▶ Directions: Output a verbatim copy of the data, cut off after the line that contains "pub trait OcrEngine: Send".

========

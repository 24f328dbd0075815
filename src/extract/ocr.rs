//! OCR: recognise text in a rasterised page with tesseract.
//!
//! Tesseract is driven as a subprocess (`tesseract <png> stdout -l <lang>`)
//! rather than linked, so the crate builds without leptonica/tesseract
//! headers. Each page is written to a temporary PNG that is removed when
//! the call returns.

use crate::error::AdvisorError;
use image::DynamicImage;
use std::io::{Cursor, Write};
use std::process::Command;
use tracing::{debug, warn};

/// Blocking text recognition for one page image.
pub trait OcrEngine: Send + Sync {
    /// Recognise the text of `image`, which is page `page` (1-indexed).
    fn recognize(&self, page: usize, image: &DynamicImage) -> Result<String, AdvisorError>;

    /// Whether the engine can run at all. Checked once before rasterising.
    fn is_available(&self) -> bool {
        true
    }
}

/// [`OcrEngine`] that shells out to the tesseract CLI.
#[derive(Debug, Clone)]
pub struct TesseractOcr {
    command: String,
    language: String,
}

impl TesseractOcr {
    pub fn new(command: impl Into<String>, language: impl Into<String>) -> Self {
        Self {
            command: command.into(),
            language: language.into(),
        }
    }
}

/// Encode a page as PNG. Lossless keeps glyph edges crisp for recognition.
pub fn encode_png(image: &DynamicImage) -> Result<Vec<u8>, image::ImageError> {
    let mut buf = Vec::new();
    image.write_to(&mut Cursor::new(&mut buf), image::ImageFormat::Png)?;
    Ok(buf)
}

impl OcrEngine for TesseractOcr {
    /// Whether the configured tesseract binary can be executed.
    fn is_available(&self) -> bool {
        Command::new(&self.command)
            .arg("--version")
            .output()
            .map(|o| o.status.success())
            .unwrap_or(false)
    }

    fn recognize(&self, page: usize, image: &DynamicImage) -> Result<String, AdvisorError> {
        let failed = |detail: String| AdvisorError::OcrFailed { page, detail };

        let png = encode_png(image).map_err(|e| failed(format!("PNG encoding failed: {e}")))?;
        let mut tmp = tempfile::Builder::new()
            .prefix("bloodwork-page-")
            .suffix(".png")
            .tempfile()
            .map_err(|e| failed(format!("tempfile: {e}")))?;
        tmp.write_all(&png)
            .and_then(|_| tmp.flush())
            .map_err(|e| failed(format!("tempfile write: {e}")))?;

        let output = Command::new(&self.command)
            .arg(tmp.path())
            .arg("stdout")
            .arg("-l")
            .arg(&self.language)
            .output()
            .map_err(|e| {
                failed(format!(
                    "could not run '{}': {e}. Install tesseract-ocr or set the tesseract command.",
                    self.command
                ))
            })?;

        if !output.status.success() {
            let stderr = String::from_utf8_lossy(&output.stderr);
            return Err(failed(format!("tesseract exited with {}: {}", output.status, stderr.trim())));
        }

        let stderr = String::from_utf8_lossy(&output.stderr);
        if !stderr.trim().is_empty() {
            warn!("Tesseract warning on page {}: {}", page, stderr.trim());
        }

        let text = String::from_utf8_lossy(&output.stdout).into_owned();
        debug!("OCR page {}: {} chars", page, text.len());
        Ok(text)
    }
}

#[cfg(test)]
mod tests {
    use super::*;
    use image::{Rgba, RgbaImage};

    #[test]
    fn encode_small_image() {
        let img = DynamicImage::ImageRgba8(RgbaImage::from_pixel(10, 10, Rgba([255, 255, 255, 255])));
        let png = encode_png(&img).expect("encode should succeed");
        assert_eq!(&png[1..4], b"PNG");
    }

    #[test]
    fn missing_binary_is_ocr_failed() {
        let ocr = TesseractOcr::new("/definitely/not/tesseract", "eng");
        assert!(!ocr.is_available());
        let img = DynamicImage::new_rgb8(4, 4);
        match ocr.recognize(2, &img).unwrap_err() {
            AdvisorError::OcrFailed { page, detail } => {
                assert_eq!(page, 2);
                assert!(detail.contains("could not run"), "got: {detail}");
            }
            other => panic!("unexpected error: {other}"),
        }
    }
}
//! Configuration for extraction and the advice pipeline.
//!
//! Every knob lives in [`AdvisorConfig`], built via [`AdvisorConfigBuilder`].
//! The config is constructed once at start-up and passed by reference into
//! each stage; there are no module-level clients.

use crate::error::AdvisorError;
use crate::llm::LanguageModel;
use crate::progress::PipelineProgressCallback;
use crate::search::SearchProvider;
use edgequake_llm::LLMProvider;
use std::fmt;
use std::sync::Arc;

/// Model used when neither the caller nor the environment names one.
pub const DEFAULT_MODEL: &str = "gpt-4.1-nano";

/// Configuration for one advice run.
///
/// # Example
/// ```rust
/// use bloodwork_advisor::AdvisorConfig;
///
/// let config = AdvisorConfig::builder()
///     .model("gpt-4.1-mini")
///     .num_search_results(3)
///     .build()
///     .unwrap();
/// assert_eq!(config.report_excerpt_chars, Some(1000));
/// ```
#[derive(Clone)]
pub struct AdvisorConfig {
    /// LLM model identifier. If None, uses [`DEFAULT_MODEL`].
    pub model: Option<String>,

    /// LLM provider name (e.g. "openai", "anthropic", "ollama").
    /// If None along with `provider`, the provider is auto-detected.
    pub provider_name: Option<String>,

    /// Pre-constructed LLM provider. Takes precedence over `provider_name`.
    pub provider: Option<Arc<dyn LLMProvider>>,

    /// Pre-constructed model seam. Takes precedence over every provider field.
    pub language_model: Option<Arc<dyn LanguageModel>>,

    /// Pre-constructed search provider. If None, Google Custom Search is
    /// built from `GOOGLE_API_KEY` / `GOOGLE_CSE_ID`.
    pub search: Option<Arc<dyn SearchProvider>>,

    /// Sampling temperature. Default: 0.7.
    pub temperature: f32,

    /// Maximum tokens per model answer. Default: 1024.
    pub max_tokens: usize,

    /// Per-model-call timeout in seconds. Default: 300.
    pub api_timeout_secs: u64,

    /// End-to-end budget for the three stages in seconds. Default: 1800.
    pub pipeline_timeout_secs: u64,

    /// Characters of the report handed to the analysis stage. Default: 1000.
    ///
    /// `None` sends the whole report.
    pub report_excerpt_chars: Option<usize>,

    /// Search hits requested from the provider. Range: 1–10. Default: 3.
    pub num_search_results: usize,

    /// Timeout of a single search request in seconds. Default: 30.
    pub search_timeout_secs: u64,

    /// Tesseract language code. Default: "eng".
    pub ocr_language: String,

    /// Tesseract executable. Default: "tesseract".
    pub tesseract_cmd: String,

    /// Rasterisation DPI for OCR. Range: 72–600. Default: 300.
    pub ocr_dpi: u32,

    /// Cap on the rendered page width in pixels. Default: 4000.
    pub max_rendered_pixels: u32,

    /// Optional stage progress callback.
    pub progress_callback: Option<Arc<dyn PipelineProgressCallback>>,
}

impl Default for AdvisorConfig {
    fn default() -> Self {
        Self {
            model: None,
            provider_name: None,
            provider: None,
            language_model: None,
            search: None,
            temperature: 0.7,
            max_tokens: 1024,
            api_timeout_secs: 300,
            pipeline_timeout_secs: 1800,
            report_excerpt_chars: Some(1000),
            num_search_results: 3,
            search_timeout_secs: 30,
            ocr_language: "eng".to_string(),
            tesseract_cmd: "tesseract".to_string(),
            ocr_dpi: 300,
            max_rendered_pixels: 4000,
            progress_callback: None,
        }
    }
}

impl fmt::Debug for AdvisorConfig {
    fn fmt(&self, f: &mut fmt::Formatter<'_>) -> fmt::Result {
        f.debug_struct("AdvisorConfig")
            .field("model", &self.model)
            .field("provider_name", &self.provider_name)
            .field("provider", &self.provider.as_ref().map(|_| "<dyn LLMProvider>"))
            .field(
                "language_model",
                &self.language_model.as_ref().map(|m| m.name().to_string()),
            )
            .field("search", &self.search.as_ref().map(|_| "<dyn SearchProvider>"))
            .field("temperature", &self.temperature)
            .field("max_tokens", &self.max_tokens)
            .field("api_timeout_secs", &self.api_timeout_secs)
            .field("pipeline_timeout_secs", &self.pipeline_timeout_secs)
            .field("report_excerpt_chars", &self.report_excerpt_chars)
            .field("num_search_results", &self.num_search_results)
            .field("ocr_language", &self.ocr_language)
            .field("ocr_dpi", &self.ocr_dpi)
            .finish()
    }
}

impl AdvisorConfig {
    /// Create a new builder for `AdvisorConfig`.
    pub fn builder() -> AdvisorConfigBuilder {
        AdvisorConfigBuilder {
            config: Self::default(),
        }
    }

    /// Model id to request, falling back to [`DEFAULT_MODEL`].
    pub fn model_or_default(&self) -> &str {
        self.model.as_deref().unwrap_or(DEFAULT_MODEL)
    }
}

/// Builder for [`AdvisorConfig`].
pub struct AdvisorConfigBuilder {
    config: AdvisorConfig,
}

impl AdvisorConfigBuilder {
    pub fn model(mut self, model: impl Into<String>) -> Self {
        self.config.model = Some(model.into());
        self
    }

    pub fn provider_name(mut self, name: impl Into<String>) -> Self {
        self.config.provider_name = Some(name.into());
        self
    }

    pub fn provider(mut self, provider: Arc<dyn LLMProvider>) -> Self {
        self.config.provider = Some(provider);
        self
    }

    pub fn language_model(mut self, model: Arc<dyn LanguageModel>) -> Self {
        self.config.language_model = Some(model);
        self
    }

    pub fn search(mut self, search: Arc<dyn SearchProvider>) -> Self {
        self.config.search = Some(search);
        self
    }

    pub fn temperature(mut self, t: f32) -> Self {
        self.config.temperature = t.clamp(0.0, 2.0);
        self
    }

    pub fn max_tokens(mut self, n: usize) -> Self {
        self.config.max_tokens = n;
        self
    }

    pub fn api_timeout_secs(mut self, secs: u64) -> Self {
        self.config.api_timeout_secs = secs;
        self
    }

    pub fn pipeline_timeout_secs(mut self, secs: u64) -> Self {
        self.config.pipeline_timeout_secs = secs;
        self
    }

    pub fn report_excerpt_chars(mut self, chars: Option<usize>) -> Self {
        self.config.report_excerpt_chars = chars;
        self
    }

    pub fn num_search_results(mut self, n: usize) -> Self {
        self.config.num_search_results = n;
        self
    }

    pub fn search_timeout_secs(mut self, secs: u64) -> Self {
        self.config.search_timeout_secs = secs;
        self
    }

    pub fn ocr_language(mut self, lang: impl Into<String>) -> Self {
        self.config.ocr_language = lang.into();
        self
    }

    pub fn tesseract_cmd(mut self, cmd: impl Into<String>) -> Self {
        self.config.tesseract_cmd = cmd.into();
        self
    }

    pub fn ocr_dpi(mut self, dpi: u32) -> Self {
        self.config.ocr_dpi = dpi;
        self
    }

    pub fn max_rendered_pixels(mut self, px: u32) -> Self {
        self.config.max_rendered_pixels = px.max(100);
        self
    }

    pub fn progress_callback(mut self, cb: Arc<dyn PipelineProgressCallback>) -> Self {
        self.config.progress_callback = Some(cb);
        self
    }

    /// Build the configuration, validating constraints.
    pub fn build(self) -> Result<AdvisorConfig, AdvisorError> {
        let c = &self.config;
        if !(1..=10).contains(&c.num_search_results) {
            return Err(AdvisorError::InvalidConfig(format!(
                "num_search_results must be 1–10, got {}",
                c.num_search_results
            )));
        }
        if !(72..=600).contains(&c.ocr_dpi) {
            return Err(AdvisorError::InvalidConfig(format!(
                "OCR DPI must be 72–600, got {}",
                c.ocr_dpi
            )));
        }
        if c.api_timeout_secs == 0 || c.pipeline_timeout_secs == 0 {
            return Err(AdvisorError::InvalidConfig(
                "Timeouts must be at least 1 second".into(),
            ));
        }
        if c.report_excerpt_chars == Some(0) {
            return Err(AdvisorError::InvalidConfig(
                "report_excerpt_chars must be ≥ 1 (use None for the full report)".into(),
            ));
        }
        if c.tesseract_cmd.trim().is_empty() {
            return Err(AdvisorError::InvalidConfig(
                "tesseract_cmd must not be empty".into(),
            ));
        }
        Ok(self.config)
    }
}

========

▶ Expected answer:
repository 24f328dbd0075815
filename src/extract/ocr.rs
//! OCR: recognise text in a rasterised page with tesseract.
//!
//! Tesseract is driven as a subprocess (`tesseract <png> stdout -l <lang>`)
//! rather than linked, so the crate builds without leptonica/tesseract
//! headers. Each page is written to a temporary PNG that is removed when
//! the call returns.

use crate::error::AdvisorError;
use image::DynamicImage;
use std::io::{Cursor, Write};
use std::process::Command;
use tracing::{debug, warn};

/// Blocking text recognition for one page image.
pub trait OcrEngine: Send + Sync {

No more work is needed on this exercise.